#[cfg(test)]
mod tests {
    use super::*;
    use rand::SeedableRng;

    const MIN: i64 = 60 * 1000;

    fn rec(ts: i64, domain: &str, category: Category) -> HistoryRecord {
        HistoryRecord {
            id: None,
            url: format!("https://{domain}/"),
            domain: domain.to_string(),
            title: format!("{domain} page"),
            timestamp: ts,
            category: Some(category),
            content_snippet: None,
            dwell_time: Some(60.0),
        }
    }

    fn snippet(mut r: HistoryRecord, text: &str) -> HistoryRecord {
        r.content_snippet = Some(text.to_string());
        r
    }

    fn long_text(tag: &str) -> String {
        format!("{tag}: {}", "lorem ipsum dolor sit amet ".repeat(4))
    }

    /// Deterministic stand-in for the injected similarity function.
    struct Fixed(f32);

    impl SemanticProximity for Fixed {
        fn score(&self, _a: &str, _b: &str) -> f32 {
            self.0
        }
    }

    fn build_with(records: &[HistoryRecord], cfg: &EngineConfig, score: f32) -> BuildOutput {
        let mut rng = StdRng::seed_from_u64(7);
        build(records, cfg, &Fixed(score), &mut rng)
    }

    #[test]
    fn empty_input_builds_empty_graph() {
        let out = build_with(&[], &EngineConfig::default(), 0.0);
        assert!(out.constellation.nodes.is_empty());
        assert!(out.constellation.edges.is_empty());
        assert!(out.wormholes.is_empty());
    }

    #[test]
    fn fast_surprising_jump_flags_the_temporal_edge() {
        let records = vec![
            rec(1_000_000, "a.com", Category::Tech),
            rec(1_000_000 + 2 * MIN, "b.com", Category::Entertainment),
        ];
        let out = build_with(&records, &EngineConfig::default(), 0.0);

        assert_eq!(out.constellation.edges.len(), 1);
        let edge = &out.constellation.edges[0];
        assert_eq!(edge.kind, EdgeKind::Temporal);
        assert!(edge.wormhole);
        assert!((edge.strength - 0.8).abs() < 1e-6);
        assert_eq!(
            out.wormholes,
            vec![WormholeHop {
                from: Category::Tech,
                to: Category::Entertainment
            }]
        );
    }

    #[test]
    fn wormhole_without_prior_edge_synthesizes_half_strength() {
        // Shrink the temporal window below the wormhole one so the
        // jump has no edge to piggyback on.
        let mut cfg = EngineConfig::default();
        cfg.temporal_window_ms = MIN;
        let records = vec![
            rec(1_000_000, "a.com", Category::Finance),
            rec(1_000_000 + 2 * MIN, "b.com", Category::Entertainment),
        ];
        let out = build_with(&records, &cfg, 0.0);

        assert_eq!(out.constellation.edges.len(), 1);
        let edge = &out.constellation.edges[0];
        assert!(edge.wormhole);
        assert_eq!(edge.strength, 0.5);
        assert_eq!(edge.kind, EdgeKind::Temporal);
    }

    #[test]
    fn unsurprising_jump_is_not_a_wormhole() {
        let records = vec![
            rec(1_000_000, "a.com", Category::Tech),
            rec(1_000_000 + 2 * MIN, "b.com", Category::News),
        ];
        let out = build_with(&records, &EngineConfig::default(), 0.0);
        assert_eq!(out.constellation.edges.len(), 1);
        assert!(!out.constellation.edges[0].wormhole);
        assert!(out.wormholes.is_empty());
    }

    #[test]
    fn no_temporal_edge_beyond_window() {
        let records = vec![
            rec(1_000_000, "a.com", Category::Tech),
            rec(1_000_000 + 700_000, "b.com", Category::Tech),
        ];
        let out = build_with(&records, &EngineConfig::default(), 0.0);
        assert!(out.constellation.edges.is_empty());
    }

    #[test]
    fn temporal_strength_decreases_with_gap() {
        let records = vec![
            rec(1_000_000, "a.com", Category::Tech),
            rec(1_000_000 + MIN, "b.com", Category::Tech),
            rec(1_000_000 + 6 * MIN, "c.com", Category::Tech),
        ];
        let out = build_with(&records, &EngineConfig::default(), 0.0);
        let graph = &out.constellation;
        assert_eq!(graph.edges.len(), 2);

        let near = graph.edge_between(0, 1, EdgeKind::Temporal).expect("near edge");
        let far = graph.edge_between(1, 2, EdgeKind::Temporal).expect("far edge");
        assert!(graph.edges[near].strength > graph.edges[far].strength);
        assert!((graph.edges[near].strength - 0.9).abs() < 1e-6);
        assert!((graph.edges[far].strength - 0.5).abs() < 1e-6);
    }

    #[test]
    fn semantic_edge_requires_window_text_and_threshold() {
        let base = 1_000_000;
        let records = vec![
            snippet(rec(base, "a.com", Category::Tech), &long_text("a")),
            snippet(rec(base + 30 * MIN, "b.com", Category::Tech), &long_text("b")),
        ];

        let out = build_with(&records, &EngineConfig::default(), 0.9);
        assert_eq!(out.constellation.edges.len(), 1);
        let edge = &out.constellation.edges[0];
        assert_eq!(edge.kind, EdgeKind::Semantic);
        assert!((edge.strength - 0.9).abs() < 1e-6);

        // Below threshold: no edge.
        let out = build_with(&records, &EngineConfig::default(), 0.5);
        assert!(out.constellation.edges.is_empty());

        // Short text: no edge even with a high score.
        let short = vec![
            rec(base, "a.com", Category::Tech),
            rec(base + 30 * MIN, "b.com", Category::Tech),
        ];
        let out = build_with(&short, &EngineConfig::default(), 0.9);
        assert!(out.constellation.edges.is_empty());
    }

    #[test]
    fn semantic_pass_skips_pairs_inside_temporal_window() {
        let base = 1_000_000;
        let records = vec![
            snippet(rec(base, "a.com", Category::Tech), &long_text("a")),
            snippet(rec(base + 2 * MIN, "b.com", Category::Tech), &long_text("b")),
        ];
        let out = build_with(&records, &EngineConfig::default(), 0.9);
        assert_eq!(out.constellation.edges.len(), 1);
        assert_eq!(out.constellation.edges[0].kind, EdgeKind::Temporal);
    }

    #[test]
    fn per_domain_mode_aggregates_repeat_visits() {
        let base = 1_000_000;
        let records = vec![
            rec(base, "a.com", Category::Tech),
            rec(base + MIN, "b.com", Category::Tech),
            rec(base + 2 * MIN, "a.com", Category::Tech),
        ];
        let out = build_with(&records, &EngineConfig::default(), 0.0);
        let graph = &out.constellation;

        assert_eq!(graph.nodes.len(), 2);
        let a = &graph.nodes[0];
        assert_eq!(a.domain, "a.com");
        assert_eq!(a.visit_count, 2);
        assert_eq!(a.last_seen_ms, base + 2 * MIN);
        assert!(a.radius > graph.nodes[1].radius);
        // a->b and b->a resolve to the same unordered pair.
        assert_eq!(graph.edges.len(), 1);
    }

    #[test]
    fn consecutive_visits_to_one_domain_make_no_self_edge() {
        let base = 1_000_000;
        let records = vec![
            rec(base, "a.com", Category::Tech),
            rec(base + MIN, "a.com", Category::Tech),
        ];
        let out = build_with(&records, &EngineConfig::default(), 0.0);
        assert_eq!(out.constellation.nodes.len(), 1);
        assert!(out.constellation.edges.is_empty());
    }

    #[test]
    fn per_visit_mode_keeps_every_record() {
        let mut cfg = EngineConfig::default();
        cfg.node_mode = NodeMode::PerVisit;
        let base = 1_000_000;
        let records = vec![
            rec(base, "a.com", Category::Tech),
            rec(base + MIN, "a.com", Category::Tech),
        ];
        let out = build_with(&records, &cfg, 0.0);
        assert_eq!(out.constellation.nodes.len(), 2);
        assert_eq!(out.constellation.edges.len(), 1);
    }

    #[test]
    fn per_visit_radius_tracks_dwell_time() {
        let mut cfg = EngineConfig::default();
        cfg.node_mode = NodeMode::PerVisit;
        let mut short = rec(1_000_000, "a.com", Category::Tech);
        short.dwell_time = Some(10.0);
        let mut long = rec(2_000_000_000, "b.com", Category::Tech);
        long.dwell_time = Some(900.0);

        let out = build_with(&[short, long], &cfg, 0.0);
        let nodes = &out.constellation.nodes;
        assert!(nodes[0].radius < nodes[1].radius);
        assert_eq!(nodes[1].radius, cfg.node_size_max);
        assert!(nodes[0].radius >= cfg.node_size_min);
    }

    #[test]
    fn malformed_records_are_skipped_not_fatal() {
        let base = 1_000_000;
        let records = vec![
            rec(base, "a.com", Category::Tech),
            HistoryRecord::default(),
            rec(base + MIN, "b.com", Category::Tech),
        ];
        let out = build_with(&records, &EngineConfig::default(), 0.0);
        assert_eq!(out.skipped, 1);
        assert_eq!(out.constellation.nodes.len(), 2);
        // The surviving neighbors still link up.
        assert_eq!(out.constellation.edges.len(), 1);
    }

    #[test]
    fn edges_never_dangle() {
        let base = 1_000_000;
        let records: Vec<_> = (0..20)
            .map(|i| {
                let cat = if i % 3 == 0 { Category::Tech } else { Category::Entertainment };
                snippet(
                    rec(base + i * 3 * MIN, &format!("site{}.com", i % 7), cat),
                    &long_text("t"),
                )
            })
            .collect();
        let out = build_with(&records, &EngineConfig::default(), 0.8);
        let graph = &out.constellation;
        for edge in &graph.edges {
            assert!(edge.source < graph.nodes.len());
            assert!(edge.target < graph.nodes.len());
            assert_ne!(edge.source, edge.target);
            assert!(edge.strength > 0.0 && edge.strength <= 1.0);
        }
    }

    #[test]
    fn topology_is_deterministic_with_fixed_inputs() {
        let base = 1_000_000;
        let records: Vec<_> = (0..12)
            .map(|i| {
                let cat = if i % 2 == 0 { Category::Edu } else { Category::Entertainment };
                snippet(
                    rec(base + i * 4 * MIN, &format!("site{i}.com"), cat),
                    &long_text("t"),
                )
            })
            .collect();

        let first = build_with(&records, &EngineConfig::default(), 0.7);
        let second = build_with(&records, &EngineConfig::default(), 0.7);

        let shape = |out: &BuildOutput| {
            out.constellation
                .edges
                .iter()
                .map(|e| (e.source, e.target, e.kind, e.wormhole))
                .collect::<Vec<_>>()
        };
        assert_eq!(shape(&first), shape(&second));
        assert_eq!(first.wormholes, second.wormholes);
    }

    #[test]
    fn surprising_jump_table_is_symmetric() {
        assert!(is_surprising_jump(Category::Edu, Category::Entertainment));
        assert!(is_surprising_jump(Category::Entertainment, Category::Edu));
        assert!(!is_surprising_jump(Category::Tech, Category::News));
        assert!(!is_surprising_jump(Category::Other, Category::Other));
    }
}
◇ ◇ ◇ ◇
■ TASK DETAILS
Looking at the entries above, count each line in which the word "BuildOutput" occurs, then give the total and nothing further.

■ YOUR SOLUTION
2